EXERCISE GOAL: All entries below must be given again word for word.

Records from a collection:
====

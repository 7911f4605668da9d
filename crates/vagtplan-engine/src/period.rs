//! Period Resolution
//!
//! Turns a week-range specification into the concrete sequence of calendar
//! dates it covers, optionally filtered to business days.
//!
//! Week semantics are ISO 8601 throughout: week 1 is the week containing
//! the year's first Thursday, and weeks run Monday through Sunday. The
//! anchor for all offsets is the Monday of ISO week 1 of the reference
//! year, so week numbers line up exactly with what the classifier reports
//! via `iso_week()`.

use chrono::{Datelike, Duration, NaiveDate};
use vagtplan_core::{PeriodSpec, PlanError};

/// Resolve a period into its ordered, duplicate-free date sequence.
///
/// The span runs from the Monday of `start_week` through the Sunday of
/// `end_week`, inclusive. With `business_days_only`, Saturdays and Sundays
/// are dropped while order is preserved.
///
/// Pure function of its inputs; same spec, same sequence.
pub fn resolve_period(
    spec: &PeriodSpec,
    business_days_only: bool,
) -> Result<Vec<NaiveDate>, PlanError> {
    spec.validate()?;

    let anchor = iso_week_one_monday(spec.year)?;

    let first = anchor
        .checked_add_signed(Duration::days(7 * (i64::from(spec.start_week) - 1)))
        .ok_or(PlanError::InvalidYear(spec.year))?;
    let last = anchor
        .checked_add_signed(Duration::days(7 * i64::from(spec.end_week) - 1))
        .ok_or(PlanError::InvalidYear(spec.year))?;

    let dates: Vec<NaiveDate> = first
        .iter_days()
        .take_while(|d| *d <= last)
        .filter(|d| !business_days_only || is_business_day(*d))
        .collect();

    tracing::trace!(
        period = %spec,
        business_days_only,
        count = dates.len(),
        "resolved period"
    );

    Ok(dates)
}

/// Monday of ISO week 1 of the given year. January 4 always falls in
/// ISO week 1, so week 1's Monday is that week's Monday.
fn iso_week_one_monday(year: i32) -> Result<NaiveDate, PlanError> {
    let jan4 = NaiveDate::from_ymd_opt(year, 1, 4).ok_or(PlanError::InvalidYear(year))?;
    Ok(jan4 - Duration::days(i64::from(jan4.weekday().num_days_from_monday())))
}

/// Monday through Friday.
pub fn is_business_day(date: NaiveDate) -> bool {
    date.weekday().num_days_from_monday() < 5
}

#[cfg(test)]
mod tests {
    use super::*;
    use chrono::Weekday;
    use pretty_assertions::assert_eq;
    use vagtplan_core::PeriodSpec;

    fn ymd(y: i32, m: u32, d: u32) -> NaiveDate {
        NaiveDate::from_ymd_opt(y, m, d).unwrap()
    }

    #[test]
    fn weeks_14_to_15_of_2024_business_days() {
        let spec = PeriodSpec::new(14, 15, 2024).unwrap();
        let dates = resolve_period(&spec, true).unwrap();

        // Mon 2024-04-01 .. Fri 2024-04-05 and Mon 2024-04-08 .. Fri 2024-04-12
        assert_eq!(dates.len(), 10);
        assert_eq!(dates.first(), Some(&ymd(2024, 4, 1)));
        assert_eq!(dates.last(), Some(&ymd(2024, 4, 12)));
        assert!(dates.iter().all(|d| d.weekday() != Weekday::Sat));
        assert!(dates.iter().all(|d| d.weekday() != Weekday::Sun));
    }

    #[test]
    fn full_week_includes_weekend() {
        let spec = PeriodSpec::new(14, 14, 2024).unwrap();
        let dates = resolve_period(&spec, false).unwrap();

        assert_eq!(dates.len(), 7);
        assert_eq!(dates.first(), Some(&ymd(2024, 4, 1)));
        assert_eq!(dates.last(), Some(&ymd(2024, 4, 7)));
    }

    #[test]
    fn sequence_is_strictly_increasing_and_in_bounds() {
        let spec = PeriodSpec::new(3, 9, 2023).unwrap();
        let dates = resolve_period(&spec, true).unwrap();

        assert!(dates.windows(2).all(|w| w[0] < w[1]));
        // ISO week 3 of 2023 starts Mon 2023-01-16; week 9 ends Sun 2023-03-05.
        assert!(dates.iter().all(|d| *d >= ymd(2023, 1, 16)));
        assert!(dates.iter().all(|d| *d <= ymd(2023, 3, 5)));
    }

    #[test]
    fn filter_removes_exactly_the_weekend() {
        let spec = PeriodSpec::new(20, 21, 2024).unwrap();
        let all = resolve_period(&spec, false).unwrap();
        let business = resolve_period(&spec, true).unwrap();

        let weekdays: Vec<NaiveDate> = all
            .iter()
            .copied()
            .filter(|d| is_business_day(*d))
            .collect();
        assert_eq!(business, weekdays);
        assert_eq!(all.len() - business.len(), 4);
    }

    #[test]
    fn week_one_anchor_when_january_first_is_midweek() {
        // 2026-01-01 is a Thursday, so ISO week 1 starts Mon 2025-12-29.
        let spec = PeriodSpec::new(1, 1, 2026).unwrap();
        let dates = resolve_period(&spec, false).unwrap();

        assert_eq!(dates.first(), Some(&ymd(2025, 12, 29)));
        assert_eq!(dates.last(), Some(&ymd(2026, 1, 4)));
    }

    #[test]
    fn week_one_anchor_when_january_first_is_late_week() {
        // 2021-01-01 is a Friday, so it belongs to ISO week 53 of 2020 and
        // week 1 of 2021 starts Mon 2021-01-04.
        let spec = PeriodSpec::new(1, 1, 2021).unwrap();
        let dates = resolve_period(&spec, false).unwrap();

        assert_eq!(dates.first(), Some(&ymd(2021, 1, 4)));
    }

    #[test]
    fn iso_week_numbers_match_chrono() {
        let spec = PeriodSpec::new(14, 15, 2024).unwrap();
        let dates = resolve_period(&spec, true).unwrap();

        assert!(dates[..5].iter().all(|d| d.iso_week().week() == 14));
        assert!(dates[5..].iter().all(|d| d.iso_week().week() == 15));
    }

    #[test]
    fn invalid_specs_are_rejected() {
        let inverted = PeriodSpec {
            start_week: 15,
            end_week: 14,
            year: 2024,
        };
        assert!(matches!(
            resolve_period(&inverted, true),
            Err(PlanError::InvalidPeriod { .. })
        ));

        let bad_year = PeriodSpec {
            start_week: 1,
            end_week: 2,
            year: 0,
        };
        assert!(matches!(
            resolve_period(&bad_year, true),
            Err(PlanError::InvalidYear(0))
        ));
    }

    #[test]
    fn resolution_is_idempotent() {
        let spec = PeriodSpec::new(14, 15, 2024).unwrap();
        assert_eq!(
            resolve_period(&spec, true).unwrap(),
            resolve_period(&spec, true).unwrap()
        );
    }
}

====

RESPONSE BOX:
repository 7911f4605668da9d
filename crates/vagtplan-engine/src/period.rs
//! Period Resolution
//!
//! Turns a week-range specification into the concrete sequence of calendar
//! dates it covers, optionally filtered to business days.
//!
//! Week semantics are ISO 8601 throughout: week 1 is the week containing
//! the year's first Thursday, and weeks run Monday through Sunday. The
//! anchor for all offsets is the Monday of ISO week 1 of the reference
//! year, so week numbers line up exactly with what the classifier reports
//! via `iso_week()`.

use chrono::{Datelike, Duration, NaiveDate};
use vagtplan_core::{PeriodSpec, PlanError};

/// Resolve a period into its ordered, duplicate-free date sequence.
///
/// The span runs from the Monday of `start_week` through the Sunday of
/// `end_week`, inclusive. With `business_days_only`, Saturdays and Sundays
/// are dropped while order is preserved.
///
/// Pure function of its inputs; same spec, same sequence.
pub fn resolve_period(
    spec: &PeriodSpec,
    business_days_only: bool,
) -> Result<Vec<NaiveDate>, PlanError> {
    spec.validate()?;

    let anchor = iso_week_one_monday(spec.year)?;

    let first = anchor
        .checked_add_signed(Duration::days(7 * (i64::from(spec.start_week) - 1)))
        .ok_or(PlanError::InvalidYear(spec.year))?;
    let last = anchor
        .checked_add_signed(Duration::days(7 * i64::from(spec.end_week) - 1))
        .ok_or(PlanError::InvalidYear(spec.year))?;

    let dates: Vec<NaiveDate> = first
        .iter_days()
        .take_while(|d| *d <= last)
        .filter(|d| !business_days_only || is_business_day(*d))
        .collect();

    tracing::trace!(
        period = %spec,
        business_days_only,
        count = dates.len(),
        "resolved period"
    );

    Ok(dates)
}

/// Monday of ISO week 1 of the given year. January 4 always falls in
/// ISO week 1, so week 1's Monday is that week's Monday.
fn iso_week_one_monday(year: i32) -> Result<NaiveDate, PlanError> {
    let jan4 = NaiveDate::from_ymd_opt(year, 1, 4).ok_or(PlanError::InvalidYear(year))?;
    Ok(jan4 - Duration::days(i64::from(jan4.weekday().num_days_from_monday())))
}

/// Monday through Friday.
pub fn is_business_day(date: NaiveDate) -> bool {
    date.weekday().num_days_from_monday() < 5
}

#[cfg(test)]
mod tests {
    use super::*;
    use chrono::Weekday;
    use pretty_assertions::assert_eq;
    use vagtplan_core::PeriodSpec;

    fn ymd(y: i32, m: u32, d: u32) -> NaiveDate {
        NaiveDate::from_ymd_opt(y, m, d).unwrap()
    }

    #[test]
    fn weeks_14_to_15_of_2024_business_days() {
        let spec = PeriodSpec::new(14, 15, 2024).unwrap();
        let dates = resolve_period(&spec, true).unwrap();

        // Mon 2024-04-01 .. Fri 2024-04-05 and Mon 2024-04-08 .. Fri 2024-04-12
        assert_eq!(dates.len(), 10);
        assert_eq!(dates.first(), Some(&ymd(2024, 4, 1)));
        assert_eq!(dates.last(), Some(&ymd(2024, 4, 12)));
        assert!(dates.iter().all(|d| d.weekday() != Weekday::Sat));
        assert!(dates.iter().all(|d| d.weekday() != Weekday::Sun));
    }

    #[test]
    fn full_week_includes_weekend() {
        let spec = PeriodSpec::new(14, 14, 2024).unwrap();
        let dates = resolve_period(&spec, false).unwrap();

        assert_eq!(dates.len(), 7);
        assert_eq!(dates.first(), Some(&ymd(2024, 4, 1)));
        assert_eq!(dates.last(), Some(&ymd(2024, 4, 7)));
    }

    #[test]
    fn sequence_is_strictly_increasing_and_in_bounds() {
        let spec = PeriodSpec::new(3, 9, 2023).unwrap();
        let dates = resolve_period(&spec, true).unwrap();

        assert!(dates.windows(2).all(|w| w[0] < w[1]));
        // ISO week 3 of 2023 starts Mon 2023-01-16; week 9 ends Sun 2023-03-05.
        assert!(dates.iter().all(|d| *d >= ymd(2023, 1, 16)));
        assert!(dates.iter().all(|d| *d <= ymd(2023, 3, 5)));
    }

    #[test]
    fn filter_removes_exactly_the_weekend() {
        let spec = PeriodSpec::new(20, 21, 2024).unwrap();
        let all = resolve_period(&spec, false).unwrap();
        let business = resolve_period(&spec, true).unwrap();

        let weekdays: Vec<NaiveDate> = all
            .iter()
            .copied()
            .filter(|d| is_business_day(*d))
            .collect();
        assert_eq!(business, weekdays);
        assert_eq!(all.len() - business.len(), 4);
    }

    #[test]
    fn week_one_anchor_when_january_first_is_midweek() {
        // 2026-01-01 is a Thursday, so ISO week 1 starts Mon 2025-12-29.
        let spec = PeriodSpec::new(1, 1, 2026).unwrap();
        let dates = resolve_period(&spec, false).unwrap();

        assert_eq!(dates.first(), Some(&ymd(2025, 12, 29)));
        assert_eq!(dates.last(), Some(&ymd(2026, 1, 4)));
    }

    #[test]
    fn week_one_anchor_when_january_first_is_late_week() {
        // 2021-01-01 is a Friday, so it belongs to ISO week 53 of 2020 and
        // week 1 of 2021 starts Mon 2021-01-04.
        let spec = PeriodSpec::new(1, 1, 2021).unwrap();
        let dates = resolve_period(&spec, false).unwrap();

        assert_eq!(dates.first(), Some(&ymd(2021, 1, 4)));
    }

    #[test]
    fn iso_week_numbers_match_chrono() {
        let spec = PeriodSpec::new(14, 15, 2024).unwrap();
        let dates = resolve_period(&spec, true).unwrap();

        assert!(dates[..5].iter().all(|d| d.iso_week().week() == 14));
        assert!(dates[5..].iter().all(|d| d.iso_week().week() == 15));
    }

    #[test]
    fn invalid_specs_are_rejected() {
        let inverted = PeriodSpec {
            start_week: 15,
            end_week: 14,
            year: 2024,
        };
        assert!(matches!(
            resolve_period(&inverted, true),
            Err(PlanError::InvalidPeriod { .. })
        ));

        let bad_year = PeriodSpec {
            start_week: 1,
            end_week: 2,
            year: 0,
        };
        assert!(matches!(
            resolve_period(&bad_year, true),
            Err(PlanError::InvalidYear(0))
        ));
    }

    #[test]
    fn resolution_is_idempotent() {
        let spec = PeriodSpec::new(14, 15, 2024).unwrap();
        assert_eq!(
            resolve_period(&spec, true).unwrap(),
            resolve_period(&spec, true).unwrap()
        );
    }
}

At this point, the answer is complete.